僕はそれを独り言だと勝手に解釈して、無視する。
そのまましばらく無言で散策していた。
親友ともなると、無言の時間は苦にはならないのだ。
五分ほど経った頃、大輔が何かを閃いたように「あっ」と言った。
僕はとりあえずその言葉を拾って「どうした?」と声をかける。
すると、大輔は「いい事を思いついたぜ」と、不敵に笑った。
こいつがこう言う笑みを浮かべる時はろくな事にならない。
なんだか嫌な予感がした。
「今年のクリスマスはさ、俺カップルとお前カップルでダブルデートしないか?」
「あー。そうだな。それもいいかもな」
結局、この日は昨年と同様に二人とも彼女へのクリスマスプレゼントを買い、帰路についた。
大輔の提案は一旦保留にしておいた。
僕が一人で勝手に決めてしまうのは申し訳ないと思ったからだ。
大輔を家まで送った後、僕は近くのコンビニに車を止め、携帯電話の電話帳を開いた。
そして、愛する恋人の名前を探し出し、『 菱野加奈 』という名前が見えたところで画面のスライドをやめる。
時刻は夜の九時過ぎだ。
あまり電話をかけて良い時間ではないが、夜中というわけではないから、気にせずにコールボタンを押した。
二コール以内に加奈さんは電話に出てくれた。
加奈さんはいつも、電話をかければすぐに出てくれる。
寝ていない限り。
マメで真面目な彼女らしい。
『 もしもし? 』という彼女の可愛らしい声が耳に届く。
あぁ。
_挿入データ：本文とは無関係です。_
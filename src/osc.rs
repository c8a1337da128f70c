// SPDX-License-Identifier: MIT
// SPDX-FileCopyrightText: 2025-2026 natyamatsya contributors
//
// Single-producer single-consumer byte ring for length-prefixed OSC
// control events, carried out-of-band next to the audio streams.
//
// A message is stored as [u32 big-endian length][payload]; both the
// prefix and the payload wrap circularly. The atomic `size` counter is
// the occupancy gate and the only fence between producer and consumer:
// it is increased (Release) only after the full record is written, and
// decreased (Release) only after the record is copied out.

use std::cell::UnsafeCell;
use std::sync::atomic::{AtomicU32, Ordering};

use crate::error::{Error, Result};

const LEN_PREFIX: u32 = 4;

/// Fixed-capacity SPSC ring buffer for OSC-encoded control events.
///
/// Exactly one producer thread may call `submit*`, exactly one consumer
/// thread may call `fetch`/`skip`. Neither side locks; capacity is fixed
/// at creation and must be a non-zero multiple of 4.
pub struct OscRing {
    data: UnsafeCell<Box<[u8]>>,
    capacity: u32,
    head: UnsafeCell<u32>, // consumer cursor
    tail: UnsafeCell<u32>, // producer cursor
    size: AtomicU32,
    scratch: UnsafeCell<Vec<u8>>, // producer-side encode buffer
}

// Safety: single producer / single consumer by contract. The producer
// owns `tail` and `scratch`, the consumer owns `head`; the regions of
// `data` each side touches are disjoint, separated by the `size` gate.
unsafe impl Send for OscRing {}
unsafe impl Sync for OscRing {}

fn pad4(len: usize) -> usize {
    (len + 3) & !3
}

fn put_padded_str(buf: &mut Vec<u8>, s: &str) {
    buf.extend_from_slice(s.as_bytes());
    buf.push(0);
    while buf.len() % 4 != 0 {
        buf.push(0);
    }
}

fn put_type_tags(buf: &mut Vec<u8>, tags: &str) {
    buf.push(b',');
    buf.extend_from_slice(tags.as_bytes());
    buf.push(0);
    while buf.len() % 4 != 0 {
        buf.push(0);
    }
}

impl OscRing {
    /// Create a ring of `capacity` bytes (non-zero multiple of 4).
    pub fn with_capacity(capacity: u32) -> Result<Self> {
        if capacity == 0 || capacity % 4 != 0 {
            return Err(Error::BadArguments);
        }
        Ok(Self {
            data: UnsafeCell::new(vec![0u8; capacity as usize].into_boxed_slice()),
            capacity,
            head: UnsafeCell::new(0),
            tail: UnsafeCell::new(0),
            size: AtomicU32::new(0),
            scratch: UnsafeCell::new(Vec::new()),
        })
    }

    /// Total capacity in bytes.
    pub fn capacity(&self) -> u32 {
        self.capacity
    }

    /// Bytes currently stored (including length prefixes).
    pub fn used(&self) -> u32 {
        self.size.load(Ordering::Acquire)
    }

    pub fn is_empty(&self) -> bool {
        self.used() == 0
    }

    // --- circular copies -------------------------------------------------

    /// # Safety
    /// Producer-only; the target region must be unoccupied per `size`.
    unsafe fn copy_in(&self, at: u32, src: &[u8]) {
        let data = &mut *self.data.get();
        let at = at as usize;
        let first = src.len().min(self.capacity as usize - at);
        data[at..at + first].copy_from_slice(&src[..first]);
        if first < src.len() {
            data[..src.len() - first].copy_from_slice(&src[first..]);
        }
    }

    /// # Safety
    /// Consumer-only; the source region must be occupied per `size`.
    unsafe fn copy_out(&self, at: u32, dst: &mut [u8]) {
        let data = &*self.data.get();
        let at = at as usize;
        let first = dst.len().min(self.capacity as usize - at);
        dst[..first].copy_from_slice(&data[at..at + first]);
        if first < dst.len() {
            dst[first..].copy_from_slice(&data[..dst.len() - first]);
        }
    }

    /// # Safety
    /// Consumer-only; at least 4 bytes must be occupied at `head`.
    unsafe fn peek_len(&self, head: u32) -> u32 {
        let mut be = [0u8; 4];
        self.copy_out(head, &mut be);
        u32::from_be_bytes(be)
    }

    // --- raw submit / fetch ----------------------------------------------

    /// Store one length-prefixed message. Producer side only.
    ///
    /// Fails with `BadArguments` for an empty message or one whose size
    /// is not a multiple of 4, `TooBig` if the message alone exceeds the
    /// capacity of an empty ring, and `Overflow` when occupied space
    /// leaves no room. The ring is unchanged on every failure.
    pub fn submit(&self, message: &[u8]) -> Result<()> {
        let n = message.len();
        if n == 0 || n % 4 != 0 || n > (u32::MAX - LEN_PREFIX) as usize {
            return Err(Error::BadArguments);
        }
        let need = n as u32 + LEN_PREFIX;
        let sz = self.size.load(Ordering::Acquire);
        if need > self.capacity - sz {
            return Err(if sz == 0 { Error::TooBig } else { Error::Overflow });
        }

        unsafe {
            let tail = *self.tail.get();
            self.copy_in(tail, &(n as u32).to_be_bytes());
            self.copy_in((tail + LEN_PREFIX) % self.capacity, message);
            *self.tail.get() = (tail + need) % self.capacity;
        }
        self.size.fetch_add(need, Ordering::Release);
        Ok(())
    }

    /// Copy the oldest message into `dst` and consume it. Consumer side
    /// only. Returns the message length.
    ///
    /// Fails with `NoData` when empty, `Overflow` when `dst` is too small
    /// (the message is NOT consumed — retry with a larger buffer or
    /// discard via [`skip`](Self::skip)), and `Corrupted` when the stored
    /// length disagrees with the occupancy counter.
    pub fn fetch(&self, dst: &mut [u8]) -> Result<usize> {
        let sz = self.size.load(Ordering::Acquire);
        if sz == 0 {
            return Err(Error::NoData);
        }
        unsafe {
            let head = *self.head.get();
            let len = self.peek_len(head);
            if len > sz.saturating_sub(LEN_PREFIX) {
                return Err(Error::Corrupted);
            }
            if len as usize > dst.len() {
                return Err(Error::Overflow);
            }
            self.copy_out((head + LEN_PREFIX) % self.capacity, &mut dst[..len as usize]);
            *self.head.get() = (head + LEN_PREFIX + len) % self.capacity;
            self.size.fetch_sub(len + LEN_PREFIX, Ordering::Release);
            Ok(len as usize)
        }
    }

    /// Discard the oldest message without copying it. Consumer side only.
    /// Returns the discarded message length, or 0 when the ring is empty
    /// or its framing is corrupted.
    pub fn skip(&self) -> usize {
        let sz = self.size.load(Ordering::Acquire);
        if sz == 0 {
            return 0;
        }
        unsafe {
            let head = *self.head.get();
            let len = self.peek_len(head);
            if len > sz.saturating_sub(LEN_PREFIX) {
                return 0;
            }
            *self.head.get() = (head + LEN_PREFIX + len) % self.capacity;
            self.size.fetch_sub(len + LEN_PREFIX, Ordering::Release);
            len as usize
        }
    }

    // --- typed submits ----------------------------------------------------
    //
    // Each helper encodes a single OSC message (padded address, ','-led
    // type tag string, big-endian arguments) into the reusable scratch
    // buffer before handing it to submit(). Producer side only.

    fn encode_and_submit<F>(&self, address: &str, tags: &str, estimate: usize, args: F) -> Result<()>
    where
        F: FnOnce(&mut Vec<u8>),
    {
        if address.is_empty() || !address.starts_with('/') {
            return Err(Error::BadArguments);
        }
        let needed = pad4(address.len() + 1) + pad4(tags.len() + 2) + estimate;
        if needed + LEN_PREFIX as usize > self.capacity as usize {
            return Err(Error::TooBig);
        }

        // Safety: producer-only scratch, never touched by the consumer.
        let buf = unsafe { &mut *self.scratch.get() };
        buf.clear();
        buf.reserve(needed);
        put_padded_str(buf, address);
        put_type_tags(buf, tags);
        args(buf);
        self.submit(buf)
    }

    /// Submit a 32-bit integer event.
    pub fn submit_int32(&self, address: &str, value: i32) -> Result<()> {
        self.encode_and_submit(address, "i", 4, |buf| {
            buf.extend_from_slice(&value.to_be_bytes());
        })
    }

    /// Submit a 32-bit float event.
    pub fn submit_float32(&self, address: &str, value: f32) -> Result<()> {
        self.encode_and_submit(address, "f", 4, |buf| {
            buf.extend_from_slice(&value.to_be_bytes());
        })
    }

    /// Submit a string event.
    pub fn submit_string(&self, address: &str, value: &str) -> Result<()> {
        self.encode_and_submit(address, "s", pad4(value.len() + 1), |buf| {
            put_padded_str(buf, value);
        })
    }

    /// Submit a binary blob event.
    pub fn submit_blob(&self, address: &str, value: &[u8]) -> Result<()> {
        if value.len() > u32::MAX as usize {
            return Err(Error::BadArguments);
        }
        self.encode_and_submit(address, "b", 4 + pad4(value.len()), |buf| {
            buf.extend_from_slice(&(value.len() as u32).to_be_bytes());
            buf.extend_from_slice(value);
            while buf.len() % 4 != 0 {
                buf.push(0);
            }
        })
    }

    /// Submit a boolean event (argument-less `T`/`F` type tag).
    pub fn submit_bool(&self, address: &str, value: bool) -> Result<()> {
        self.encode_and_submit(address, if value { "T" } else { "F" }, 0, |_| {})
    }

    /// Submit a 64-bit OSC time tag event.
    pub fn submit_time_tag(&self, address: &str, tag: u64) -> Result<()> {
        self.encode_and_submit(address, "t", 8, |buf| {
            buf.extend_from_slice(&tag.to_be_bytes());
        })
    }

    /// Submit a raw 4-byte MIDI event (port, status, data1, data2).
    pub fn submit_midi(&self, address: &str, message: [u8; 4]) -> Result<()> {
        self.encode_and_submit(address, "m", 4, |buf| {
            buf.extend_from_slice(&message);
        })
    }
}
僕は今ものすごく幸せだ。
憧れていた加奈さんと恋人関係になり、こうして電話を通して会話をすることができるようになったからだ。
「もしもし? 急にかけてごめんね。大丈夫だった?」
謝ると、気にしなくていいよと加奈さんは言った。
彼女の優しさを噛み締めながら、僕は単刀直入に聞く。
「突然なんだけどさ、なんか大輔がクリスマスにダブルデートしようって誘ってきたんだよ。どうする?」
『うーん。まぁ、いいんじゃない?』
あっさりとした加奈さんの返事で、僕らはクリスマスにダブルデートをすることになった。
後になって考えてみれば、大輔のこの提案が僕の長い長い苦しみの原因になっていたのかもしれない。